Bad Penny just smiled at me, like a shark smiles at its prey.
“I assure you Saffron is quite capable of doing just that. I doubt she would even think twice about it in fact. If it came to it,” the Maid-From-The-Psych-Ward said.
“Well, be that as it may, but I am sure you can see the situation I’m in, that Saffron’s in, but maybe we can help each other,” I said, with a hint of worry back in my voice. The conversation had suddenly taken a disturbing turn after all. I must admit that line of scripture had really got to me. Perhaps it’s because I’m by nature a sinner myself although not a terrible one, you understand.

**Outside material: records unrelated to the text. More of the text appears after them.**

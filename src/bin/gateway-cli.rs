use clap::{Parser, Subcommand};
use reqwest::header::{HeaderMap, HeaderValue, AUTHORIZATION};
use serde_json::Value;

#[derive(Parser)]
#[command(name = "gateway-cli")]
#[command(about = "Inspect a running API gateway", long_about = None)]
struct Cli {
    #[arg(short, long, default_value = "http://localhost:8080")]
    url: String,

    /// Bearer key for the introspection endpoints, if the gateway sets one.
    #[arg(short, long, env = "GATEWAY_API_KEY")]
    key: Option<String>,

    #[command(subcommand)]
    command: Commands,
}

#[derive(Subcommand)]
enum Commands {
    /// Check gateway liveness
    Status,
    /// List registered services and their health
    Services,
    /// List routes in match order
    Routes,
    /// Show registry counts
    Stats,
    /// Show circuit breaker state per service
    Breakers,
}

impl Commands {
    fn path(&self) -> &'static str {
        match self {
            Commands::Status => "/health",
            Commands::Services => "/gateway/services",
            Commands::Routes => "/gateway/routes",
            Commands::Stats => "/gateway/stats",
            Commands::Breakers => "/gateway/breakers",
        }
    }
}

#[tokio::main]
async fn main() -> Result<(), Box<dyn std::error::Error>> {
    let cli = Cli::parse();
    let client = reqwest::Client::new();

    let mut headers = HeaderMap::new();
    if let Some(key) = &cli.key {
        headers.insert(
            AUTHORIZATION,
            HeaderValue::from_str(&format!("Bearer {}", key))?,
        );
    }

    let url = format!("{}{}", cli.url.trim_end_matches('/'), cli.command.path());
    let res = client.get(url).headers(headers).send().await?;
    print_response(res).await
}

async fn print_response(res: reqwest::Response) -> Result<(), Box<dyn std::error::Error>> {
    let status = res.status();
    if !status.is_success() {
        eprintln!("Error: gateway returned status {}", status);
        if let Ok(text) = res.text().await {
            eprintln!("Response: {}", text);
        }
        std::process::exit(1);
    }

    let json: Value = res.json().await?;
    println!("{}", serde_json::to_string_pretty(&json)?);
    Ok(())
}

I’m actually quite good at it.
But still, as I mentioned, according to the wisdom of Old Mother Smith, which when not in her gin was fairly wise, when they start quoting scripture at you… Well, let’s just say in my experience nine times for ten they’re about to burn you at the stake, and I am not talking entirely figuratively here. There was this one time in… sorry, but I digress once more and that’s a story for another day.
Suffice to say the turn in the conversation was making me a little nervous. As was the way she stalked around the bed and leaned over me once more.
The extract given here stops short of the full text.